We've done OKRs badly. Very badly. We've written objectives so vague they could mean anything. We've written key results that were actually tasks. We've set them in January and looked at them again in April to find we'd completely forgotten they existed.
After three failed quarters, we got serious. Here's what changed.
The format that works for us
Objective: a qualitative, inspirational direction. It should be uncomfortable to say you didn't achieve it.
Key Results: 2–3 per objective, measurable, binary or numeric. Not "improve NPS" but "raise NPS from 32 to 45." Not "launch onboarding" but "achieve 40% activation rate on new signups."
The cadence that keeps them alive
We review OKRs every two weeks in our all-hands. Not a long review — five minutes, each team lead gives a traffic-light status. Red, yellow, green. If anything is red, we discuss why and what's changing.
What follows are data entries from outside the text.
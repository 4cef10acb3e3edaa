//! Descriptor models for test cases, suites, and plans (SPEC_FULL.md §4.1).

use std::collections::BTreeMap;

use serde::{Deserialize, Serialize};
use serde_json::{Map, Value};
use thiserror::Error;

use crate::identity::Identity;

/// Schema versions this parser understands. Only the major component is
/// checked (spec.md §4.1: "unknown top-level fields are rejected (strict)").
pub const SUPPORTED_SCHEMA_MAJOR: &str = "1";

#[derive(Debug, Error)]
pub enum ManifestError {
    #[error("manifest schemaVersion '{0}' is not supported (supported major: {SUPPORTED_SCHEMA_MAJOR})")]
    UnsupportedSchemaVersion(String),

    #[error("manifest has unknown top-level field '{0}' (extension fields must be prefixed 'x-')")]
    UnknownField(String),

    #[error("failed to parse manifest JSON: {0}")]
    Json(#[from] serde_json::Error),

    #[error("invalid identity in manifest: {0}")]
    Identity(#[from] crate::identity::IdentityError),
}

/// Any top-level key outside this convention is rejected by
/// [`validate_extensions`]; keys matching it are preserved verbatim as a
/// forward-compatibility escape hatch, never interpreted by the engine.
fn validate_extensions(extra: &Map<String, Value>) -> Result<(), ManifestError> {
    for key in extra.keys() {
        if !key.starts_with("x-") {
            return Err(ManifestError::UnknownField(key.clone()));
        }
    }
    Ok(())
}

fn check_schema_version(schema_version: &str) -> Result<(), ManifestError> {
    let major = schema_version.split('.').next().unwrap_or(schema_version);
    if major != SUPPORTED_SCHEMA_MAJOR {
        return Err(ManifestError::UnsupportedSchemaVersion(schema_version.to_string()));
    }
    Ok(())
}

/// Privilege level a test case script requires (spec.md §3, §4.11).
#[derive(Debug, Clone, Copy, PartialEq, Eq, Serialize, Deserialize)]
#[serde(rename_all = "camelCase")]
pub enum Privilege {
    User,
    AdminPreferred,
    AdminRequired,
}

impl Default for Privilege {
    fn default() -> Self {
        Self::User
    }
}

/// Declared parameter type, closed set (spec.md §4.4).
#[derive(Debug, Clone, Copy, PartialEq, Eq, Serialize, Deserialize)]
#[serde(rename_all = "lowercase")]
pub enum ParamType {
    Int,
    Double,
    String,
    Boolean,
    Path,
    File,
    Folder,
    Enum,
    Json,
}

/// A literal JSON default or an indirection through the effective
/// environment (spec.md §9 design note: binary variant, discriminated by the
/// presence of `$env`, never a subclass hierarchy).
#[derive(Debug, Clone, PartialEq)]
pub enum RawInput {
    Literal(Value),
    EnvRef(EnvReference),
}

impl Serialize for RawInput {
    fn serialize<S>(&self, serializer: S) -> Result<S::Ok, S::Error>
    where
        S: serde::Serializer,
    {
        match self {
            Self::Literal(v) => v.serialize(serializer),
            Self::EnvRef(r) => {
                let mut wrapper = Map::new();
                wrapper.insert("$env".to_string(), serde_json::to_value(r).map_err(serde::ser::Error::custom)?);
                Value::Object(wrapper).serialize(serializer)
            }
        }
    }
}

impl<'de> Deserialize<'de> for RawInput {
    fn deserialize<D>(deserializer: D) -> Result<Self, D::Error>
    where
        D: serde::Deserializer<'de>,
    {
        let value = Value::deserialize(deserializer)?;
        if let Value::Object(ref obj) = value {
            if let Some(env) = obj.get("$env") {
                let env_ref: EnvReference = serde_json::from_value(env.clone()).map_err(serde::de::Error::custom)?;
                return Ok(Self::EnvRef(env_ref));
            }
        }
        Ok(Self::Literal(value))
    }
}

/// An indirection through the effective environment (spec.md §3 "Env-reference").
#[derive(Debug, Clone, PartialEq, Serialize, Deserialize)]
pub struct EnvReference {
    pub var: String,
    #[serde(default, skip_serializing_if = "Option::is_none")]
    pub default: Option<Value>,
    #[serde(default)]
    pub required: bool,
    #[serde(default)]
    pub secret: bool,
}

/// Parameter definition (spec.md §3).
#[derive(Debug, Clone, Serialize, Deserialize)]
pub struct ParameterDef {
    pub name: String,
    #[serde(rename = "type")]
    pub param_type: ParamType,
    #[serde(default)]
    pub required: bool,
    #[serde(default, skip_serializing_if = "Option::is_none")]
    pub default: Option<RawInput>,
    #[serde(default, skip_serializing_if = "Option::is_none")]
    pub min: Option<f64>,
    #[serde(default, skip_serializing_if = "Option::is_none")]
    pub max: Option<f64>,
    #[serde(default, rename = "enumValues", skip_serializing_if = "Option::is_none")]
    pub enum_values: Option<Vec<String>>,
    #[serde(default, skip_serializing_if = "Option::is_none")]
    pub unit: Option<String>,
    #[serde(default, skip_serializing_if = "Option::is_none")]
    pub pattern: Option<String>,
    #[serde(default, skip_serializing_if = "Option::is_none")]
    pub help: Option<String>,
    #[serde(default, rename = "uiHint", skip_serializing_if = "Option::is_none")]
    pub ui_hint: Option<String>,
}

/// Test case descriptor, paired with a script file in the same folder
/// (spec.md §3).
#[derive(Debug, Clone, Serialize, Deserialize)]
pub struct TestCaseDescriptor {
    #[serde(rename = "schemaVersion")]
    pub schema_version: String,
    pub id: String,
    pub version: String,
    pub name: String,
    pub category: String,
    #[serde(default, skip_serializing_if = "Option::is_none")]
    pub description: Option<String>,
    #[serde(default, skip_serializing_if = "Option::is_none")]
    pub privilege: Option<Privilege>,
    #[serde(default, rename = "timeoutSec", skip_serializing_if = "Option::is_none")]
    pub timeout_sec: Option<u64>,
    #[serde(default)]
    pub tags: Vec<String>,
    #[serde(default)]
    pub parameters: Vec<ParameterDef>,
    #[serde(flatten)]
    pub extra: Map<String, Value>,
}

impl TestCaseDescriptor {
    pub fn identity(&self) -> Result<Identity, ManifestError> {
        Ok(Identity::new(&self.id, &self.version)?)
    }

    pub fn parse(json: &str) -> Result<Self, ManifestError> {
        let descriptor: Self = serde_json::from_str(json)?;
        check_schema_version(&descriptor.schema_version)?;
        validate_extensions(&descriptor.extra)?;
        if let Some(timeout) = descriptor.timeout_sec {
            if timeout == 0 {
                return Err(ManifestError::UnknownField(
                    "timeoutSec must be a positive number of seconds".to_string(),
                ));
            }
        }
        Ok(descriptor)
    }
}

/// One element of a suite's ordered test-case list (spec.md §3).
#[derive(Debug, Clone, Serialize, Deserialize)]
pub struct TestCaseNode {
    #[serde(rename = "nodeId")]
    pub node_id: String,
    #[serde(rename = "ref")]
    pub case_ref: String,
    #[serde(default, rename = "inputs")]
    pub inputs: BTreeMap<String, RawInput>,
}

/// Per-case controls set at the suite level, applied to every node unless
/// overridden per-node in a future schema version (spec.md §4.8).
#[derive(Debug, Clone, Default, Serialize, Deserialize)]
pub struct SuiteControls {
    #[serde(default, skip_serializing_if = "Option::is_none")]
    pub repeat: Option<u32>,
    #[serde(default, rename = "maxParallel", skip_serializing_if = "Option::is_none")]
    pub max_parallel: Option<u32>,
    #[serde(default, rename = "continueOnFailure", skip_serializing_if = "Option::is_none")]
    pub continue_on_failure: Option<bool>,
    #[serde(default, rename = "retryOnError", skip_serializing_if = "Option::is_none")]
    pub retry_on_error: Option<u32>,
    #[serde(default, rename = "timeoutPolicy", skip_serializing_if = "Option::is_none")]
    pub timeout_policy: Option<TimeoutPolicy>,
}

#[derive(Debug, Clone, Copy, PartialEq, Eq, Serialize, Deserialize)]
#[serde(rename_all = "camelCase")]
pub enum TimeoutPolicy {
    AbortSuite,
    ContinueSuite,
}

impl Default for TimeoutPolicy {
    fn default() -> Self {
        Self::AbortSuite
    }
}

/// Suite descriptor (spec.md §3).
#[derive(Debug, Clone, Serialize, Deserialize)]
pub struct SuiteDescriptor {
    #[serde(rename = "schemaVersion")]
    pub schema_version: String,
    pub id: String,
    pub version: String,
    #[serde(default)]
    pub tags: Vec<String>,
    #[serde(default)]
    pub controls: SuiteControls,
    #[serde(default, rename = "environment")]
    pub environment: BTreeMap<String, String>,
    #[serde(rename = "cases")]
    pub nodes: Vec<TestCaseNode>,
    #[serde(flatten)]
    pub extra: Map<String, Value>,
}

impl SuiteDescriptor {
    pub fn identity(&self) -> Result<Identity, ManifestError> {
        Ok(Identity::new(&self.id, &self.version)?)
    }

    pub fn parse(json: &str) -> Result<Self, ManifestError> {
        let descriptor: Self = serde_json::from_str(json)?;
        check_schema_version(&descriptor.schema_version)?;
        validate_extensions(&descriptor.extra)?;
        Ok(descriptor)
    }
}

/// One element of a plan's ordered suite list (spec.md §3).
#[derive(Debug, Clone, Serialize, Deserialize)]
pub struct SuiteNode {
    #[serde(rename = "nodeId")]
    pub node_id: String,
    #[serde(rename = "ref")]
    pub suite_ref: String,
}

/// Plan descriptor (spec.md §3).
#[derive(Debug, Clone, Serialize, Deserialize)]
pub struct PlanDescriptor {
    #[serde(rename = "schemaVersion")]
    pub schema_version: String,
    pub id: String,
    pub version: String,
    #[serde(default, rename = "environment")]
    pub environment: BTreeMap<String, String>,
    #[serde(rename = "suites")]
    pub nodes: Vec<SuiteNode>,
    #[serde(flatten)]
    pub extra: Map<String, Value>,
}

impl PlanDescriptor {
    pub fn identity(&self) -> Result<Identity, ManifestError> {
        Ok(Identity::new(&self.id, &self.version)?)
    }

    pub fn parse(json: &str) -> Result<Self, ManifestError> {
        let descriptor: Self = serde_json::from_str(json)?;
        check_schema_version(&descriptor.schema_version)?;
        validate_extensions(&descriptor.extra)?;
        Ok(descriptor)
    }
}

#[cfg(test)]
mod tests {
    use super::*;

    fn sample_case_json() -> &'static str {
        r#"{
            "schemaVersion": "1",
            "id": "CpuStress",
            "version": "1.0.0",
            "name": "CPU Stress Test",
            "category": "stress",
            "timeoutSec": 60,
            "tags": ["cpu"],
            "parameters": [
                {"name": "durationSec", "type": "int", "required": true, "min": 1.0, "max": 3600.0},
                {"name": "token", "type": "string", "required": false,
                 "default": {"$env": {"var": "API_TOKEN", "required": true, "secret": true}}}
            ]
        }"#
    }

    #[test]
    fn parses_test_case_descriptor() {
        let descriptor = TestCaseDescriptor::parse(sample_case_json()).unwrap();
        assert_eq!(descriptor.id, "CpuStress");
        assert_eq!(descriptor.parameters.len(), 2);
        assert!(matches!(descriptor.parameters[0].param_type, ParamType::Int));
        match &descriptor.parameters[1].default {
            Some(RawInput::EnvRef(env_ref)) => {
                assert_eq!(env_ref.var, "API_TOKEN");
                assert!(env_ref.secret);
            }
            other => panic!("expected env-ref default, got {other:?}"),
        }
    }

    #[test]
    fn rejects_unknown_top_level_field() {
        let json = r#"{
            "schemaVersion": "1", "id": "A", "version": "1", "name": "n", "category": "c",
            "bogusField": true
        }"#;
        let err = TestCaseDescriptor::parse(json).unwrap_err();
        assert!(matches!(err, ManifestError::UnknownField(f) if f == "bogusField"));
    }

    #[test]
    fn allows_x_prefixed_extension_field() {
        let json = r#"{
            "schemaVersion": "1", "id": "A", "version": "1", "name": "n", "category": "c",
            "x-vendor-note": "future use"
        }"#;
        let descriptor = TestCaseDescriptor::parse(json).unwrap();
        assert_eq!(descriptor.extra.get("x-vendor-note").unwrap(), "future use");
    }

    #[test]
    fn rejects_unsupported_schema_version() {
        let json = r#"{
            "schemaVersion": "2", "id": "A", "version": "1", "name": "n", "category": "c"
        }"#;
        assert!(matches!(
            TestCaseDescriptor::parse(json).unwrap_err(),
            ManifestError::UnsupportedSchemaVersion(v) if v == "2"
        ));
    }

    #[test]
    fn parses_suite_descriptor_with_nodes() {
        let json = r#"{
            "schemaVersion": "1", "id": "SmokeSuite", "version": "1",
            "cases": [
                {"nodeId": "n1", "ref": "CpuStress@1.0.0", "inputs": {"durationSec": 10}}
            ]
        }"#;
        let descriptor = SuiteDescriptor::parse(json).unwrap();
        assert_eq!(descriptor.nodes.len(), 1);
        assert_eq!(descriptor.nodes[0].node_id, "n1");
    }

    #[test]
    fn raw_input_round_trips_literal_and_envref() {
        let literal = RawInput::Literal(serde_json::json!(42));
        let json = serde_json::to_string(&literal).unwrap();
        assert_eq!(json, "42");

        let env_ref = RawInput::EnvRef(EnvReference {
            var: "X".to_string(),
            default: None,
            required: true,
            secret: false,
        });
        let json = serde_json::to_string(&env_ref).unwrap();
        let back: RawInput = serde_json::from_str(&json).unwrap();
        assert_eq!(back, env_ref);
    }
}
The two-week cadence sounds like a lot. But it's what keeps OKRs from becoming January-only artifacts. When you talk about them every two weeks, they become real.
The rule we added
No task gets added to the sprint unless someone can articulate which OKR it moves. This sounds rigid. In practice it takes 30 seconds per task and eliminates a huge amount of busy work that doesn't move the needle.